> **TASK ITEM**: Could you reproduce every record below exactly as it stands?
##### RECORD EXTRACTS
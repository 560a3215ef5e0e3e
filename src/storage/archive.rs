//! The archive: public entry point tying registry, layout and query engine together.

use std::sync::atomic::{AtomicBool, Ordering};
use std::sync::Arc;

use parking_lot::{RwLock, RwLockReadGuard, RwLockWriteGuard};
use tracing::{info, warn};

use crate::core::Tuple;
use crate::error::{Error, Result};
use crate::storage::indexing::dictionary::{IdRegistry, Namespace};
use crate::storage::ingest::{ingest, IngestSummary};
use crate::storage::layout::ArchiveLayout;
use crate::storage::query::{FetchIter, FetchRequest, PropertyIter};
use crate::storage::table::FooterCache;
use crate::storage::util::ArchiveConfig;
use crate::stream::operators::aggregating::{AggregateOp, AggregatingIterator};

/// A partitioned, append-only archive of time-stamped tuples.
///
/// Writers are serialized against each other and against readers through one
/// archive-wide permit. Iterators returned by the read methods hold the shared
/// permit until they are dropped, so a `put` on the same thread while an
/// iterator is alive waits forever unless a lock timeout is configured.
pub struct Archive {
    config: ArchiveConfig,
    permit: RwLock<()>,
    file_cache: Arc<FooterCache>,
    layout: ArchiveLayout,
    registry: IdRegistry,
    closed: AtomicBool,
}

/// Result stream of [`Archive::fetch_range`].
pub enum TupleIter<'a> {
    Raw(FetchIter<'a>),
    Aggregated(AggregatingIterator<FetchIter<'a>>),
}

impl Iterator for TupleIter<'_> {
    type Item = Result<Tuple>;

    fn next(&mut self) -> Option<Self::Item> {
        match self {
            TupleIter::Raw(iter) => iter.next(),
            TupleIter::Aggregated(iter) => iter.next(),
        }
    }
}

impl Archive {
    pub fn open(config: ArchiveConfig) -> Result<Self> {
        config.validate()?;
        let file_cache = Arc::new(FooterCache::new(config.file_cache_capacity));
        let layout = ArchiveLayout::open(&config.root, Arc::clone(&file_cache), config.rows_per_block)?;
        let registry = IdRegistry::open(
            &config.metadata_path(),
            Arc::clone(&file_cache),
            config.id_cache_capacity,
            config.rows_per_block,
        )?;
        // rows may reference item ids whose mapping commit failed
        registry.reserve_through(Namespace::Item, layout.max_item_id());
        info!(root = %config.root.display(), files = layout.file_count(), "archive opened");
        Ok(Self { config, permit: RwLock::new(()), file_cache, layout, registry, closed: AtomicBool::new(false) })
    }

    pub fn config(&self) -> &ArchiveConfig {
        &self.config
    }

    fn ensure_open(&self) -> Result<()> {
        if self.closed.load(Ordering::SeqCst) {
            return Err(Error::Closed);
        }
        Ok(())
    }

    /// Recursive, so a thread holding an iterator can open another one while a
    /// writer is queued.
    fn shared(&self) -> Result<RwLockReadGuard<'_, ()>> {
        self.ensure_open()?;
        match self.config.lock_timeout() {
            Some(timeout) => self.permit.try_read_recursive_for(timeout).ok_or(Error::LockTimeout("shared")),
            None => Ok(self.permit.read_recursive()),
        }
    }

    fn exclusive(&self) -> Result<RwLockWriteGuard<'_, ()>> {
        self.ensure_open()?;
        match self.config.lock_timeout() {
            Some(timeout) => self.permit.try_write_for(timeout).ok_or(Error::LockTimeout("exclusive")),
            None => Ok(self.permit.write()),
        }
    }

    /// Stores a batch of tuples. The batch becomes visible to readers as a whole
    /// once this returns.
    pub fn put<I>(&self, tuples: I) -> Result<IngestSummary>
    where
        I: IntoIterator<Item = Tuple>,
    {
        let _permit = self.exclusive()?;
        self.ensure_open()?;
        ingest(&self.layout, &self.registry, tuples)
    }

    /// All tuples of `item`, optionally narrowed to one property and context.
    ///
    /// `limit` caps each run of one property; 0 returns everything.
    pub fn fetch(&self, item: &str, property: Option<&str>, context: Option<&str>, limit: usize) -> Result<FetchIter<'_>> {
        let request = FetchRequest { item, property, context, begin: None, end: None, limit };
        FetchIter::new(self.shared()?, &self.layout, &self.registry, &self.file_cache, &request)
    }

    /// Tuples with `begin <= time < end`, optionally aggregated per `interval`.
    ///
    /// A bound of 0 leaves that side open. With an operator, `limit` caps the
    /// aggregates per property instead of the raw rows.
    #[allow(clippy::too_many_arguments)]
    pub fn fetch_range(
        &self,
        item: &str,
        property: Option<&str>,
        context: Option<&str>,
        end: i64,
        begin: i64,
        limit: usize,
        interval: i64,
        op: Option<&str>,
    ) -> Result<TupleIter<'_>> {
        let op = op.map(str::parse::<AggregateOp>).transpose()?;
        let request = FetchRequest {
            item,
            property,
            context,
            begin: (begin != 0).then_some(begin),
            end: (end != 0).then_some(end),
            limit: if op.is_some() { 0 } else { limit },
        };
        let raw = FetchIter::new(self.shared()?, &self.layout, &self.registry, &self.file_cache, &request)?;
        Ok(match op {
            Some(op) => TupleIter::Aggregated(AggregatingIterator::new(raw, interval, op, limit)),
            None => TupleIter::Raw(raw),
        })
    }

    /// Distinct property URIs recorded for `item`, in ascending id order.
    pub fn properties(&self, item: &str) -> Result<PropertyIter<'_>> {
        PropertyIter::new(self.shared()?, &self.layout, &self.registry, &self.file_cache, item)
    }

    /// Re-reads the partition tree, picking up directories created by another process.
    pub fn refresh(&self) -> Result<()> {
        let _permit = self.exclusive()?;
        self.file_cache.clear();
        self.layout.refresh()
    }

    /// Releases caches. Every later call fails with [`Error::Closed`]; closing twice is a no-op.
    pub fn close(&self) -> Result<()> {
        if self.closed.swap(true, Ordering::SeqCst) {
            warn!(root = %self.config.root.display(), "archive already closed");
            return Ok(());
        }
        self.file_cache.clear();
        self.registry.clear_caches();
        info!(root = %self.config.root.display(), "archive closed");
        Ok(())
    }
}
##########
> **EXERCISE OUTPUT**:
repository 560a3215ef5e0e3e
filename src/storage/archive.rs
//! The archive: public entry point tying registry, layout and query engine together.

use std::sync::atomic::{AtomicBool, Ordering};
use std::sync::Arc;

use parking_lot::{RwLock, RwLockReadGuard, RwLockWriteGuard};
use tracing::{info, warn};

use crate::core::Tuple;
use crate::error::{Error, Result};
use crate::storage::indexing::dictionary::{IdRegistry, Namespace};
use crate::storage::ingest::{ingest, IngestSummary};
use crate::storage::layout::ArchiveLayout;
use crate::storage::query::{FetchIter, FetchRequest, PropertyIter};
use crate::storage::table::FooterCache;
use crate::storage::util::ArchiveConfig;
use crate::stream::operators::aggregating::{AggregateOp, AggregatingIterator};

/// A partitioned, append-only archive of time-stamped tuples.
///
/// Writers are serialized against each other and against readers through one
/// archive-wide permit. Iterators returned by the read methods hold the shared
/// permit until they are dropped, so a `put` on the same thread while an
/// iterator is alive waits forever unless a lock timeout is configured.
pub struct Archive {
    config: ArchiveConfig,
    permit: RwLock<()>,
    file_cache: Arc<FooterCache>,
    layout: ArchiveLayout,
    registry: IdRegistry,
    closed: AtomicBool,
}

/// Result stream of [`Archive::fetch_range`].
pub enum TupleIter<'a> {
    Raw(FetchIter<'a>),
    Aggregated(AggregatingIterator<FetchIter<'a>>),
}

impl Iterator for TupleIter<'_> {
    type Item = Result<Tuple>;

    fn next(&mut self) -> Option<Self::Item> {
        match self {
            TupleIter::Raw(iter) => iter.next(),
            TupleIter::Aggregated(iter) => iter.next(),
        }
    }
}

impl Archive {
    pub fn open(config: ArchiveConfig) -> Result<Self> {
        config.validate()?;
        let file_cache = Arc::new(FooterCache::new(config.file_cache_capacity));
        let layout = ArchiveLayout::open(&config.root, Arc::clone(&file_cache), config.rows_per_block)?;
        let registry = IdRegistry::open(
            &config.metadata_path(),
            Arc::clone(&file_cache),
            config.id_cache_capacity,
            config.rows_per_block,
        )?;
        // rows may reference item ids whose mapping commit failed
        registry.reserve_through(Namespace::Item, layout.max_item_id());
        info!(root = %config.root.display(), files = layout.file_count(), "archive opened");
        Ok(Self { config, permit: RwLock::new(()), file_cache, layout, registry, closed: AtomicBool::new(false) })
    }

    pub fn config(&self) -> &ArchiveConfig {
        &self.config
    }

    fn ensure_open(&self) -> Result<()> {
        if self.closed.load(Ordering::SeqCst) {
            return Err(Error::Closed);
        }
        Ok(())
    }

    /// Recursive, so a thread holding an iterator can open another one while a
    /// writer is queued.
    fn shared(&self) -> Result<RwLockReadGuard<'_, ()>> {
        self.ensure_open()?;
        match self.config.lock_timeout() {
            Some(timeout) => self.permit.try_read_recursive_for(timeout).ok_or(Error::LockTimeout("shared")),
            None => Ok(self.permit.read_recursive()),
        }
    }

    fn exclusive(&self) -> Result<RwLockWriteGuard<'_, ()>> {
        self.ensure_open()?;
        match self.config.lock_timeout() {
            Some(timeout) => self.permit.try_write_for(timeout).ok_or(Error::LockTimeout("exclusive")),
            None => Ok(self.permit.write()),
        }
    }

    /// Stores a batch of tuples. The batch becomes visible to readers as a whole
    /// once this returns.
    pub fn put<I>(&self, tuples: I) -> Result<IngestSummary>
    where
        I: IntoIterator<Item = Tuple>,
    {
        let _permit = self.exclusive()?;
        self.ensure_open()?;
        ingest(&self.layout, &self.registry, tuples)
    }

    /// All tuples of `item`, optionally narrowed to one property and context.
    ///
    /// `limit` caps each run of one property; 0 returns everything.
    pub fn fetch(&self, item: &str, property: Option<&str>, context: Option<&str>, limit: usize) -> Result<FetchIter<'_>> {
        let request = FetchRequest { item, property, context, begin: None, end: None, limit };
        FetchIter::new(self.shared()?, &self.layout, &self.registry, &self.file_cache, &request)
    }

    /// Tuples with `begin <= time < end`, optionally aggregated per `interval`.
    ///
    /// A bound of 0 leaves that side open. With an operator, `limit` caps the
    /// aggregates per property instead of the raw rows.
    #[allow(clippy::too_many_arguments)]
    pub fn fetch_range(
        &self,
        item: &str,
        property: Option<&str>,
        context: Option<&str>,
        end: i64,
        begin: i64,
        limit: usize,
        interval: i64,
        op: Option<&str>,
    ) -> Result<TupleIter<'_>> {
        let op = op.map(str::parse::<AggregateOp>).transpose()?;
        let request = FetchRequest {
            item,
            property,
            context,
            begin: (begin != 0).then_some(begin),
            end: (end != 0).then_some(end),
            limit: if op.is_some() { 0 } else { limit },
        };
        let raw = FetchIter::new(self.shared()?, &self.layout, &self.registry, &self.file_cache, &request)?;
        Ok(match op {
            Some(op) => TupleIter::Aggregated(AggregatingIterator::new(raw, interval, op, limit)),
            None => TupleIter::Raw(raw),
        })
    }

    /// Distinct property URIs recorded for `item`, in ascending id order.
    pub fn properties(&self, item: &str) -> Result<PropertyIter<'_>> {
        PropertyIter::new(self.shared()?, &self.layout, &self.registry, &self.file_cache, item)
    }

    /// Re-reads the partition tree, picking up directories created by another process.
    pub fn refresh(&self) -> Result<()> {
        let _permit = self.exclusive()?;
        self.file_cache.clear();
        self.layout.refresh()
    }

    /// Releases caches. Every later call fails with [`Error::Closed`]; closing twice is a no-op.
    pub fn close(&self) -> Result<()> {
        if self.closed.swap(true, Ordering::SeqCst) {
            warn!(root = %self.config.root.display(), "archive already closed");
            return Ok(());
        }
        self.file_cache.clear();
        self.registry.clear_caches();
        info!(root = %self.config.root.display(), "archive closed");
        Ok(())
    }
}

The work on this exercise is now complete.